PROBLEM STATEMENT -> Beginning with the first line, please repeat the entries exactly and end on the line that contains "pub struct ShapeError".
>>>
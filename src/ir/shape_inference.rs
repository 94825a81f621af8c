use std::collections::HashMap;
use std::fmt;

use crate::ir::conv::{Conv2DSpec, PoolSpec};
use crate::ir::tensor::resolve_reshape;
use crate::ir::{Graph, Op, ValueId};

#[derive(Debug, Clone, PartialEq, Eq)]
pub enum ShapeFact {
    Unknown,
    Tensor(Vec<usize>),
}

#[derive(Debug, Clone)]
pub struct ShapeError {
    pub message: String,
}

impl fmt::Display for ShapeError {
    fn fmt(&self, f: &mut fmt::Formatter<'_>) -> fmt::Result {
        f.write_str(&self.message)
    }
}

impl std::error::Error for ShapeError {}

pub fn infer_shapes(graph: &Graph) -> Result<HashMap<ValueId, ShapeFact>, ShapeError> {
    let mut shapes = HashMap::new();

    for node in &graph.nodes {
        let inferred = infer_op_shape(graph, &node.op, &shapes).map_err(|message| ShapeError {
            message: format!("{} (at node {} '{}')", message, node.id.0, node.op.mnemonic()),
        })?;
        shapes.insert(node.output, inferred);
    }

    Ok(shapes)
}

/// Infers the output shape of a single op given the facts of its inputs.
pub fn infer_op_shape(
    graph: &Graph,
    op: &Op,
    shapes: &HashMap<ValueId, ShapeFact>,
) -> Result<ShapeFact, String> {
    match op {
        Op::ConstTensor { shape, .. } => Ok(ShapeFact::Tensor(shape.clone())),
        Op::Input(name) => Ok(graph
            .input_shape(name)
            .map_or(ShapeFact::Unknown, |shape| ShapeFact::Tensor(shape.to_vec()))),
        Op::Parameter(name) => Ok(graph
            .parameter_shape(name)
            .map_or(ShapeFact::Unknown, |shape| ShapeFact::Tensor(shape.to_vec()))),
        Op::Output(value)
        | Op::Relu(value)
        | Op::Scale { input: value, .. }
        | Op::ScaleBy { input: value, .. }
        | Op::Dropout { input: value, .. }
        | Op::DropoutBackward { grad: value, .. } => Ok(shape_of(*value, shapes)),
        Op::Add(left, right) => infer_same(*left, *right, shapes, "add"),
        Op::ReluBackward(input, grad) => infer_same(*input, *grad, shapes, "relu_backward"),
        Op::BiasAdd { input, bias } => infer_bias_add(*input, *bias, shapes),
        Op::BiasAddBackward(grad) => match shape_of(*grad, shapes) {
            ShapeFact::Tensor(shape) => shape
                .last()
                .map(|c| ShapeFact::Tensor(vec![*c]))
                .ok_or_else(|| "bias_add_backward expects rank >= 1".to_string()),
            ShapeFact::Unknown => Ok(ShapeFact::Unknown),
        },
        Op::Conv2D {
            input,
            kernel,
            spec,
        } => infer_conv2d(*input, *kernel, spec, shapes),
        Op::Conv2DTranspose {
            input,
            kernel,
            spec,
        } => infer_conv2d_transpose(*input, *kernel, spec, shapes),
        Op::Conv2DBackpropInput {
            grad,
            kernel,
            input_hw,
            ..
        } => match (shape_of(*grad, shapes), shape_of(*kernel, shapes)) {
            (ShapeFact::Tensor(g), ShapeFact::Tensor(k)) => {
                let [n, ..] = nhwc(&g, "conv2d_backprop_input grad")?;
                let [_, _, in_c, _] = nhwc(&k, "conv2d_backprop_input kernel")?;
                Ok(ShapeFact::Tensor(vec![n, input_hw[0], input_hw[1], in_c]))
            }
            _ => Ok(ShapeFact::Unknown),
        },
        Op::Conv2DBackpropFilter {
            input,
            grad,
            kernel_hw,
            ..
        } => match (shape_of(*input, shapes), shape_of(*grad, shapes)) {
            (ShapeFact::Tensor(x), ShapeFact::Tensor(g)) => {
                let [.., in_c] = nhwc(&x, "conv2d_backprop_filter input")?;
                let [.., out_c] = nhwc(&g, "conv2d_backprop_filter grad")?;
                Ok(ShapeFact::Tensor(vec![kernel_hw[0], kernel_hw[1], in_c, out_c]))
            }
            _ => Ok(ShapeFact::Unknown),
        },
        Op::Conv2DTransposeBackpropInput { grad, kernel, spec } => {
            infer_conv2d(*grad, *kernel, spec, shapes)
        }
        Op::Conv2DTransposeBackpropFilter {
            input,
            grad,
            kernel_hw,
            ..
        } => match (shape_of(*input, shapes), shape_of(*grad, shapes)) {
            (ShapeFact::Tensor(x), ShapeFact::Tensor(g)) => {
                let [.., in_c] = nhwc(&x, "conv2d_transpose_backprop_filter input")?;
                let [.., out_c] = nhwc(&g, "conv2d_transpose_backprop_filter grad")?;
                Ok(ShapeFact::Tensor(vec![kernel_hw[0], kernel_hw[1], out_c, in_c]))
            }
            _ => Ok(ShapeFact::Unknown),
        },
        Op::MaxPool { input, spec } => infer_pool(*input, spec, shapes),
        Op::MaxPoolBackward { input, .. } => Ok(shape_of(*input, shapes)),
        Op::Reshape { input, shape } => match shape_of(*input, shapes) {
            ShapeFact::Tensor(source) => resolve_reshape(&source, shape)
                .map(ShapeFact::Tensor)
                .map_err(|err| err.message),
            ShapeFact::Unknown => Ok(ShapeFact::Unknown),
        },
        Op::ReshapeLike { like, .. } => Ok(shape_of(*like, shapes)),
        Op::SoftmaxCrossEntropy { logits, labels } => {
            match infer_same(*logits, *labels, shapes, "softmax_cross_entropy")? {
                ShapeFact::Tensor(shape) if shape.len() != 2 => Err(format!(
                    "softmax_cross_entropy expects [rows, classes], got {shape:?}"
                )),
                _ => Ok(ShapeFact::Tensor(Vec::new())),
            }
        }
        Op::SoftmaxCrossEntropyBackward { logits, .. } => Ok(shape_of(*logits, shapes)),
        Op::L2Loss(_) => Ok(ShapeFact::Tensor(Vec::new())),
    }
}

fn shape_of(value: ValueId, shapes: &HashMap<ValueId, ShapeFact>) -> ShapeFact {
    shapes.get(&value).cloned().unwrap_or(ShapeFact::Unknown)
}

fn nhwc(shape: &[usize], label: &str) -> Result<[usize; 4], String> {
    match shape {
        [n, h, w, c] => Ok([*n, *h, *w, *c]),
        other => Err(format!("{label} expects an NHWC tensor, got {other:?}")),
    }
}

fn infer_same(
    left: ValueId,
    right: ValueId,
    shapes: &HashMap<ValueId, ShapeFact>,
    label: &str,
) -> Result<ShapeFact, String> {
    match (shape_of(left, shapes), shape_of(right, shapes)) {
        (ShapeFact::Tensor(a), ShapeFact::Tensor(b)) => {
            if a == b {
                Ok(ShapeFact::Tensor(a))
            } else {
                Err(format!("Shape mismatch in {label}: {a:?} vs {b:?}"))
            }
        }
        (ShapeFact::Unknown, known) | (known, ShapeFact::Unknown) => Ok(known),
    }
}

fn infer_bias_add(
    input: ValueId,
    bias: ValueId,
    shapes: &HashMap<ValueId, ShapeFact>,
) -> Result<ShapeFact, String> {
    match (shape_of(input, shapes), shape_of(bias, shapes)) {
        (ShapeFact::Tensor(x), ShapeFact::Tensor(b)) => {
            if x.last().is_some_and(|c| b == [*c]) {
                Ok(ShapeFact::Tensor(x))
            } else {
                Err(format!("Shape mismatch in bias_add: input {x:?}, bias {b:?}"))
            }
        }
        (fact, _) => Ok(fact),
    }
}

fn infer_conv2d(
    input: ValueId,
    kernel: ValueId,
    spec: &Conv2DSpec,
    shapes: &HashMap<ValueId, ShapeFact>,
) -> Result<ShapeFact, String> {
    let (ShapeFact::Tensor(x), ShapeFact::Tensor(k)) =
        (shape_of(input, shapes), shape_of(kernel, shapes))
    else {
        return Ok(ShapeFact::Unknown);
    };
    let [n, h, w, c] = nhwc(&x, "conv2d input")?;
    let [kh, kw, k_in, k_out] = nhwc(&k, "conv2d kernel")?;
    if k_in != c {
        return Err(format!(
            "Shape mismatch in conv2d: input {x:?} has {c} channels, kernel {k:?} expects {k_in}"
        ));
    }
    let geometry = spec.geometry([h, w], [kh, kw]).map_err(|err| err.message)?;
    Ok(ShapeFact::Tensor(vec![
        n,
        geometry.out_hw[0],
        geometry.out_hw[1],
        k_out,
    ]))
}

fn infer_conv2d_transpose(
    input: ValueId,
    kernel: ValueId,
    spec: &Conv2DSpec,
    shapes: &HashMap<ValueId, ShapeFact>,
) -> Result<ShapeFact, String> {
    let (ShapeFact::Tensor(x), ShapeFact::Tensor(k)) =
        (shape_of(input, shapes), shape_of(kernel, shapes))
    else {
        return Ok(ShapeFact::Unknown);
    };
    let [n, h, w, c] = nhwc(&x, "conv2d_transpose input")?;
    let [kh, kw, k_out, k_in] = nhwc(&k, "conv2d_transpose kernel")?;
    if k_in != c {
        return Err(format!(
            "Shape mismatch in conv2d_transpose: input {x:?} has {c} channels, kernel {k:?} expects {k_in}"
        ));
    }
    let geometry = spec
        .transpose_geometry([h, w], [kh, kw])
        .map_err(|err| err.message)?;
    Ok(ShapeFact::Tensor(vec![
        n,
        geometry.in_hw[0],
        geometry.in_hw[1],
        k_out,
    ]))
}

fn infer_pool(
    input: ValueId,
    spec: &PoolSpec,
    shapes: &HashMap<ValueId, ShapeFact>,
) -> Result<ShapeFact, String> {
    let ShapeFact::Tensor(x) = shape_of(input, shapes) else {
        return Ok(ShapeFact::Unknown);
    };
    let [n, h, w, c] = nhwc(&x, "max_pool input")?;
    let geometry = spec.geometry([h, w]).map_err(|err| err.message)?;
    Ok(ShapeFact::Tensor(vec![
        n,
        geometry.out_hw[0],
        geometry.out_hw[1],
        c,
    ]))
}

#[cfg(test)]
mod tests {
    use super::*;
    use crate::ir::conv::Conv2DSpec;

    #[test]
    fn transpose_conv_shape_doubles_spatial_extent() {
        let mut graph = Graph::new();
        graph.bind_input_shape("x", vec![1, 5, 18, 2]);
        graph.bind_parameter_shape("k", vec![4, 4, 6, 2]);
        let (_, x) = graph.add_op(Op::Input("x".to_string())).expect("add op");
        let (_, k) = graph.add_op(Op::Parameter("k".to_string())).expect("add op");
        let (_, up) = graph
            .add_op(Op::Conv2DTranspose {
                input: x,
                kernel: k,
                spec: Conv2DSpec::same(2),
            })
            .expect("add op");

        let shapes = infer_shapes(&graph).expect("inference should pass");
        assert_eq!(shapes.get(&up), Some(&ShapeFact::Tensor(vec![1, 10, 36, 6])));
    }

    #[test]
    fn mismatched_add_reports_both_shapes() {
        let mut graph = Graph::new();
        graph.bind_input_shape("a", vec![1, 10, 36, 6]);
        graph.bind_input_shape("b", vec![1, 10, 36, 5]);
        let (_, a) = graph.add_op(Op::Input("a".to_string())).expect("add op");
        let (_, b) = graph.add_op(Op::Input("b".to_string())).expect("add op");
        graph.add_op(Op::Add(a, b)).expect("add op");

        let err = infer_shapes(&graph).expect_err("mismatch must fail");
        assert!(err.message.contains("[1, 10, 36, 6] vs [1, 10, 36, 5]"));
    }

    #[test]
    fn unbound_inputs_stay_unknown() {
        let mut graph = Graph::new();
        let (_, x) = graph.add_op(Op::Input("x".to_string())).expect("add op");
        let (_, y) = graph.add_op(Op::Relu(x)).expect("add op");
        let shapes = infer_shapes(&graph).expect("inference should pass");
        assert_eq!(shapes.get(&y), Some(&ShapeFact::Unknown));
    }
}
<<<
TASK RESPONSE ->
filename src/ir/shape_inference.rs
repository 94825a81f621af8c
use std::collections::HashMap;
use std::fmt;

use crate::ir::conv::{Conv2DSpec, PoolSpec};
use crate::ir::tensor::resolve_reshape;
use crate::ir::{Graph, Op, ValueId};

#[derive(Debug, Clone, PartialEq, Eq)]
pub enum ShapeFact {
    Unknown,
    Tensor(Vec<usize>),
}

#[derive(Debug, Clone)]
pub struct ShapeError {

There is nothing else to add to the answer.